Eine ideale Figur für Sie – Sie sagten ja schon öfter, Sie spielen gern Außenseiter. Eine Traumrolle?
Ja... Schon.
Haben Sie schon früher daran gedacht, sie zu spielen?
Nein. Ich finde eine Figur ohne deutlich im Text beschriebene Körperbehinderung genauso spannend, wenn nicht noch spannender. Denn jede Figur hat irgendwo ein Defizit. Interessant ist dann nur, ob man es benutzt – oder versteckt.
Denkt man beim Erarbeiten von Rollen über Menschen nach, die man kennt? Menschen, die sich in Traumwelten zurückziehen, gibt es ja heute viele. Aber die haben keine Glastiere, sondern sitzen vor dem Internet.
Ich denke am Anfang in einer Probenzeit erst mal über die Klärung der Situationen nach. Dadurch entsteht meistens die Figur wie von alleine. Am Ende entdecke ich immer wieder Teile von Leuten, die ich kenne in den Figuren. Aber ich lege es nicht darauf an, jemanden nachzuahmen.
Das Einhorn ist ein wichtiges Symbol im Stück – heute ist das eine inflationäre Figur.
Ich glaube, dass das Einhorn für Laura eher negativ besetzt ist. Das Besondere ist für sie ein Makel. Wahrscheinlich wäre sie lieber ein Pferd.
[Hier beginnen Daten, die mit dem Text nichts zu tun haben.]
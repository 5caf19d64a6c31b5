//! Projection of a vessel's rotation forward in time into a sequence of port calls.
//!
//! The schedule is a pure function of its inputs: the rotation, the transit matrix, the start
//! instant, the horizon and any manual overrides of arrival times. Whenever any of these changes
//! the whole schedule is recomputed from the first call, so an override of one arrival cascades to
//! every later call.
use crate::calendar::add_saturating;
use crate::port::PortID;
use crate::rotation::Rotation;
use crate::transit::TransitMatrix;
use crate::units::Days;
use chrono::NaiveDateTime;
use std::collections::BTreeMap;

/// The largest occurrence index which will be projected.
///
/// Projection always stops after this call, even if the horizon has not yet been reached, which
/// guards against configurations which would never reach the horizon.
pub const MAX_STOP_INDEX: usize = 2000;

/// Manual corrections of arrival times, keyed by occurrence index
pub type OverrideMap = BTreeMap<usize, NaiveDateTime>;

/// A single projected port call
#[derive(Debug, PartialEq, Clone)]
pub struct ScheduleStop {
    /// The position of the call in the unrolled sequence of calls
    pub index: usize,
    /// The port being called at
    pub port_id: PortID,
    /// Estimated time of arrival
    pub eta: NaiveDateTime,
    /// Estimated time of departure
    pub etd: NaiveDateTime,
    /// Transit time from the previous call (zero for the first call)
    pub transit_days: Days,
    /// Time spent in port
    pub dwell_days: Days,
}

/// A projected schedule, along with how the projection ended
#[derive(Debug, PartialEq)]
pub struct Projection {
    /// The projected calls, in order
    pub stops: Vec<ScheduleStop>,
    /// Whether a call after [`MAX_STOP_INDEX`] would still have arrived by the horizon, i.e. the
    /// schedule was cut short by the limit rather than by the horizon
    pub stopped_at_limit: bool,
}

impl Projection {
    /// Project the calls a vessel will make between `start` and `horizon`.
    ///
    /// The first call arrives exactly at `start`. Each later call arrives at the previous
    /// departure plus the transit time between the two ports. An entry in `overrides` replaces the
    /// computed arrival for that call, and later calls are computed from it. Every call departs
    /// after its dwell time.
    ///
    /// The first call arriving after `horizon` is not included. At most [`MAX_STOP_INDEX`] + 1
    /// calls are returned and an empty rotation gives an empty schedule.
    pub fn new(
        rotation: &Rotation,
        matrix: &TransitMatrix,
        start: NaiveDateTime,
        horizon: NaiveDateTime,
        overrides: &OverrideMap,
    ) -> Self {
        let mut stops = Vec::new();
        let mut previous: Option<(&PortID, NaiveDateTime)> = None;

        // One index past the limit is visited to find out whether the limit cut the schedule short
        for index in 0..=MAX_STOP_INDEX + 1 {
            let Some(stop) = rotation.stop_for_occurrence(index) else {
                break;
            };

            let (transit_days, mut eta) = match previous {
                None => (Days::ZERO, start),
                Some((previous_port, previous_etd)) => {
                    let transit = matrix.lookup(previous_port, &stop.port_id);
                    (transit, add_saturating(previous_etd, transit.to_time_delta()))
                }
            };

            if let Some(instant) = overrides.get(&index) {
                eta = *instant;
            }

            if eta > horizon {
                break;
            }

            if index > MAX_STOP_INDEX {
                return Self {
                    stops,
                    stopped_at_limit: true,
                };
            }

            let etd = add_saturating(eta, stop.dwell.to_time_delta());
            stops.push(ScheduleStop {
                index,
                port_id: stop.port_id.clone(),
                eta,
                etd,
                transit_days,
                dwell_days: stop.dwell,
            });
            previous = Some((&stop.port_id, etd));
        }

        Self {
            stops,
            stopped_at_limit: false,
        }
    }
}

/// Project the calls a vessel will make between `start` and `horizon`.
///
/// See [`Projection::new`] for how the calls are computed.
pub fn project(
    rotation: &Rotation,
    matrix: &TransitMatrix,
    start: NaiveDateTime,
    horizon: NaiveDateTime,
    overrides: &OverrideMap,
) -> Vec<ScheduleStop> {
    Projection::new(rotation, matrix, start, horizon, overrides).stops
}
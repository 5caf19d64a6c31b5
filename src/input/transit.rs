//! Code for reading pre-tuned transit times, which form the model's default transit matrix.
use super::{input_err_msg, read_csv_optional};
use crate::id::IDCollection;
use crate::port::PortMap;
use crate::transit::TransitMatrix;
use crate::units::Days;
use anyhow::{Context, Result};
use serde::Deserialize;
use std::path::Path;

const TRANSIT_TIMES_FILE_NAME: &str = "transit_times.csv";

/// A transit time for one pair of ports as read from the CSV file
#[derive(PartialEq, Debug, Deserialize)]
struct TransitTimeRaw {
    from_port_id: String,
    to_port_id: String,
    days: f64,
}

/// Read the model's default transit matrix.
///
/// This is the dense default matrix for the model's ports with any entries given in
/// `transit_times.csv` applied on top. The file is optional.
///
/// # Arguments
///
/// * `model_dir` - Folder containing model configuration files
/// * `ports` - All known ports
pub fn read_transit_times(model_dir: &Path, ports: &PortMap) -> Result<TransitMatrix> {
    let file_path = model_dir.join(TRANSIT_TIMES_FILE_NAME);
    let mut matrix = TransitMatrix::with_defaults(ports);
    if !file_path.exists() {
        return Ok(matrix);
    }

    let entries = read_csv_optional::<TransitTimeRaw>(&file_path)?;
    read_transit_times_from_iter(&mut matrix, entries.into_iter(), ports)
        .with_context(|| input_err_msg(&file_path))?;

    Ok(matrix)
}

fn read_transit_times_from_iter<I>(
    matrix: &mut TransitMatrix,
    iter: I,
    ports: &PortMap,
) -> Result<()>
where
    I: Iterator<Item = TransitTimeRaw>,
{
    for entry in iter {
        let from = ports.get_id_by_str(&entry.from_port_id)?;
        let to = ports.get_id_by_str(&entry.to_port_id)?;
        matrix
            .set(from, to, Days(entry.days))
            .with_context(|| {
                format!(
                    "Invalid transit time from {} to {}",
                    entry.from_port_id, entry.to_port_id
                )
            })?;
    }

    Ok(())
}
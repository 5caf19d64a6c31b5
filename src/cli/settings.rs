//! Code related to CLI interface for managing the settings file
use crate::settings::{Settings, get_settings_file_path};
use anyhow::{Context, Result};
use clap::Subcommand;
use std::fs;
use std::path::Path;

/// Subcommands for settings
#[derive(Subcommand)]
pub enum SettingsSubcommands {
    /// Edit the program settings file
    Edit,
    /// Get the path to where the settings file is read from
    Path,
    /// Write the contents of a placeholder `settings.toml` to the console
    DumpDefault,
}

impl SettingsSubcommands {
    /// Execute the supplied settings subcommand
    pub fn execute(self) -> Result<()> {
        match self {
            Self::Edit => {
                let file_path = get_settings_file_path();
                create_settings_file_if_missing(&file_path)?;
                println!("Opening settings file for editing: {}", file_path.display());
                edit::edit_file(&file_path)
                    .with_context(|| format!("Failed to open {} in editor", file_path.display()))?;
            }
            Self::Path => println!("{}", get_settings_file_path().display()),
            Self::DumpDefault => print!("{}", Settings::default_file_contents()?),
        }

        Ok(())
    }
}

/// Write a placeholder settings file at `file_path`, unless one is already there
fn create_settings_file_if_missing(file_path: &Path) -> Result<()> {
    if file_path.is_file() {
        return Ok(());
    }

    if let Some(dir_path) = file_path.parent() {
        fs::create_dir_all(dir_path)
            .with_context(|| format!("Failed to create directory: {}", dir_path.display()))?;
    }
    fs::write(file_path, Settings::default_file_contents()?)?;

    Ok(())
}
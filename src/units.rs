//! This module defines the unit types used for durations in the schedule.
use chrono::TimeDelta;
use serde::{Deserialize, Serialize};

/// The number of milliseconds in a day
const MILLISECONDS_PER_DAY: f64 = 24.0 * 60.0 * 60.0 * 1000.0;

/// A duration measured in (possibly fractional) days.
#[derive(
    Debug,
    Clone,
    Copy,
    Default,
    PartialEq,
    PartialOrd,
    Serialize,
    Deserialize,
    derive_more::Add,
    derive_more::Sub,
    derive_more::Display,
)]
#[serde(transparent)]
pub struct Days(pub f64);

impl Days {
    /// Zero days
    pub const ZERO: Days = Days(0.0);

    /// Creates a new instance from a f64 value.
    pub fn new(val: f64) -> Self {
        Self(val)
    }

    /// Returns the value as a f64.
    pub fn value(self) -> f64 {
        self.0
    }

    /// Whether the value is finite (i.e. not infinite or NaN)
    pub fn is_finite(self) -> bool {
        self.0.is_finite()
    }

    /// Convert to a [`TimeDelta`] with millisecond resolution.
    ///
    /// Fractions of a millisecond are truncated towards zero.
    #[allow(clippy::cast_possible_truncation)]
    pub fn to_time_delta(self) -> TimeDelta {
        TimeDelta::milliseconds((self.0 * MILLISECONDS_PER_DAY) as i64)
    }
}

impl From<f64> for Days {
    fn from(val: f64) -> Self {
        Self(val)
    }
}

impl From<Days> for f64 {
    fn from(val: Days) -> Self {
        val.0
    }
}

#[cfg(test)]
mod tests {
    use super::*;
    use rstest::rstest;

    #[rstest]
    #[case(0.0, 0)]
    #[case(1.0, 86_400_000)]
    #[case(0.5, 43_200_000)]
    #[case(1.2, 103_680_000)]
    #[case(-1.0, -86_400_000)]
    fn test_to_time_delta(#[case] days: f64, #[case] expected_ms: i64) {
        assert_eq!(
            Days(days).to_time_delta(),
            TimeDelta::milliseconds(expected_ms)
        );
    }

    #[test]
    fn test_add_sub() {
        assert_eq!(Days(1.5) + Days(0.5), Days(2.0));
        assert_eq!(Days(1.5) - Days(0.5), Days(1.0));
    }
}
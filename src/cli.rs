//! The command line interface for the program.
use crate::calendar::horizon_from_months;
use crate::input::eta_override::apply_override_args;
use crate::input::load_model;
use crate::log;
use crate::matrix_store::MatrixStore;
use crate::output::{create_output_directory, get_output_dir, write_schedule, write_timetable};
use crate::schedule::{MAX_STOP_INDEX, Projection};
use crate::settings::Settings;
use crate::timetable::Timetable;
use ::log::{info, warn};
use anyhow::{Context, Result};
use clap::{Args, CommandFactory, Parser, Subcommand};
use std::path::{Path, PathBuf};

pub mod example;
use example::ExampleSubcommands;
pub mod matrix;
use matrix::MatrixSubcommands;
pub mod settings;
use settings::SettingsSubcommands;

/// Project port-call itineraries for vessels on fixed rotations.
#[derive(Parser)]
#[command(version, about)]
struct Cli {
    /// The available commands.
    #[command(subcommand)]
    command: Option<Commands>,
    /// Flag to provide the CLI docs as markdown
    #[arg(long, hide = true)]
    markdown_help: bool,
}

/// Options for the run command
#[derive(Args, Default)]
pub struct RunOpts {
    /// Directory for output files
    #[arg(short, long)]
    pub output_dir: Option<PathBuf>,
    /// Whether to overwrite the output directory if it already exists
    #[arg(long)]
    pub overwrite: bool,
    /// The vessel to project a schedule for (defaults to the one given in model.toml)
    #[arg(long)]
    pub vessel: Option<String>,
    /// Override the arrival time of a port call, in the form INDEX=INSTANT
    #[arg(long = "eta", value_name = "INDEX=INSTANT")]
    pub eta: Vec<String>,
    /// File to load saved transit times from, instead of the user's configuration directory
    #[arg(long)]
    pub matrix_file: Option<PathBuf>,
}

impl RunOpts {
    /// The store holding saved transit times
    fn matrix_store(&self) -> MatrixStore {
        self.matrix_file
            .clone()
            .map(MatrixStore::new)
            .unwrap_or_default()
    }
}

/// The available commands.
#[derive(Subcommand)]
enum Commands {
    /// Project the schedule for a model.
    Run {
        /// Path to the model directory.
        model_dir: PathBuf,
        /// Other run options
        #[command(flatten)]
        opts: RunOpts,
    },
    /// Validate a model.
    Validate {
        /// The path to the model directory.
        model_dir: PathBuf,
    },
    /// Manage example models.
    Example {
        /// The available subcommands for managing example models.
        #[command(subcommand)]
        subcommand: ExampleSubcommands,
    },
    /// Manage saved transit times.
    Matrix {
        /// The available subcommands for managing saved transit times.
        #[command(subcommand)]
        subcommand: MatrixSubcommands,
    },
    /// Manage program settings.
    Settings {
        /// The subcommands for managing the settings file
        #[command(subcommand)]
        subcommand: SettingsSubcommands,
    },
}

impl Commands {
    /// Execute the supplied CLI command
    fn execute(self) -> Result<()> {
        match self {
            Self::Run { model_dir, opts } => handle_run_command(&model_dir, &opts, None),
            Self::Validate { model_dir } => handle_validate_command(&model_dir, None),
            Self::Example { subcommand } => subcommand.execute(),
            Self::Matrix { subcommand } => subcommand.execute(),
            Self::Settings { subcommand } => subcommand.execute(),
        }
    }
}

/// Parse CLI arguments and execute the requested command
pub fn run_cli() -> Result<()> {
    let cli = Cli::parse();

    if cli.markdown_help {
        clap_markdown::print_help_markdown::<Cli>();
        return Ok(());
    }

    let Some(command) = cli.command else {
        let help_str = Cli::command().render_long_help().to_string();
        println!("{help_str}");
        return Ok(());
    };

    command.execute()
}

/// Load program settings, unless they have been provided
fn settings_or_load(settings: Option<Settings>) -> Result<Settings> {
    match settings {
        Some(settings) => Ok(settings),
        None => Settings::load().context("Failed to load settings."),
    }
}

/// Handle the `run` command.
pub fn handle_run_command(
    model_path: &Path,
    opts: &RunOpts,
    settings: Option<Settings>,
) -> Result<()> {
    let settings = settings_or_load(settings)?;

    // Get path to output folder
    let output_path = match &opts.output_dir {
        Some(path) => path.clone(),
        None => get_output_dir(model_path)?,
    };
    let overwrite = create_output_directory(&output_path, opts.overwrite || settings.overwrite)
        .with_context(|| {
            format!(
                "Failed to create output directory: {}",
                output_path.display()
            )
        })?;

    log::init(Some(&settings.log_level), Some(&output_path))
        .context("Failed to initialise logging.")?;

    let model = load_model(model_path).context("Failed to load model.")?;
    info!("Loaded model from {}", model_path.display());
    info!("Output folder: {}", output_path.display());

    // NB: We have to wait until the logger is initialised to display this warning
    if overwrite {
        warn!("Output folder will be overwritten");
    }

    let vessel = model.select_vessel(opts.vessel.as_deref())?;
    let store = opts.matrix_store();
    let matrix = store.load(&model.transit_times);
    let mut overrides = model.overrides_for(&vessel.id);
    apply_override_args(&mut overrides, &opts.eta)?;

    let start = model.parameters.start();
    let horizon = horizon_from_months(start, model.parameters.horizon_months());
    info!(
        "Projecting schedule for {} from {start} to {horizon} ({} overrides)",
        vessel.name,
        overrides.len()
    );

    let Projection {
        stops,
        stopped_at_limit,
    } = Projection::new(&vessel.rotation, &matrix, start, horizon, &overrides);
    if stopped_at_limit {
        warn!(
            "Schedule stopped after {} port calls, before reaching {horizon}",
            MAX_STOP_INDEX + 1
        );
    }

    let timetable = Timetable::new(&stops, vessel.rotation.len());
    let title = format!("{} {}", model.parameters.schedule_title, vessel.name);
    write_schedule(&output_path, &stops, &model.ports)?;
    write_timetable(
        &output_path,
        &title,
        &timetable,
        &vessel.rotation,
        &model.ports,
    )?;

    match (stops.first(), stops.last()) {
        (Some(first), Some(last)) => info!(
            "Projected {} port calls ({} rotation cycles) between {} and {}",
            stops.len(),
            timetable.len(),
            first.eta,
            last.etd
        ),
        _ => warn!("No port calls were projected for {}", vessel.name),
    }

    Ok(())
}

/// Handle the `validate` command.
pub fn handle_validate_command(model_path: &Path, settings: Option<Settings>) -> Result<()> {
    let settings = settings_or_load(settings)?;

    // Initialise program logger (we won't save log files when running the validate command)
    log::init(Some(&settings.log_level), None).context("Failed to initialise logging.")?;

    load_model(model_path).context("Failed to validate model.")?;
    info!("Model validation successful!");

    Ok(())
}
Dann würde sie nicht auffallen.
Themenwechsel. Es gibt einen offenen Brief, der von 60 Mitarbeitern des Burgtheaters unterschrieben wurde, in dem mit dem Stil von Ex-Direktor Matthias Hartmann abgerechnet wird. Sie haben nicht unterschrieben. Warum?
Für mich wurden da zu viele Themen vermischt. Selbstverständlich bin ich dafür, dass die alten hierarchischen Strukturen am Theater überdacht und verändert werden. Aber einer Person allein die Verantwortung dafür zu geben, halte ich für falsch. Ich weiß, dass es tiefe Verletzungen gab in dieser Zeit. Aber die Öffentlichkeit scheint mir nicht der richtige Ort, um damit aufzuräumen. Vor allem in Zeiten von #MeToo. Die MeToo-Debatte ist eine großartige Sache, aber sie ist auch gefährlich… weil die öffentliche Meinung keine ausgebildete Richterin ist.
Wie sehr ist Theaterregie immer ein Gewaltakt?
Das Gerücht, dass Regisseure unmenschlich sein müssen, um genial zu sein, hält sich ja schon erstaunlich lange. Ich habe aber auch mit Unmenschen gearbeitet, die keine Genies waren. Nein, im Ernst, ich kenne auch Regisseure, die einem auf Augenhöhe begegnen und gleichzeitig großartige Arbeit machen.
Wie war konkret die Arbeit mit Matthias Hartmann? Im offenen Brief gibt es massive Vorwürfe gegen ihn.
Ich glaube, es ist nicht richtig, wenn auch ich noch etwas dazu sage. Weil ich es falsch finde, eine Einzelperson an den Pranger zu stellen.
Es hatte den Eindruck, das Ensemble sei wieder zur Ruhe gekommen. Jetzt, nach dem offenen Brief, hat man wieder den Eindruck einer Spaltung.
Von einer Spaltung würde ich nicht sprechen. Sicher waren wir in diesem Fall nicht alle einer Meinung. Aber das wäre ja auch etwas merkwürdig, wenn sich da alle einig wären. Für eine ernsthafte Diskussion sind unterschiedliche Meinungen die Grundlage.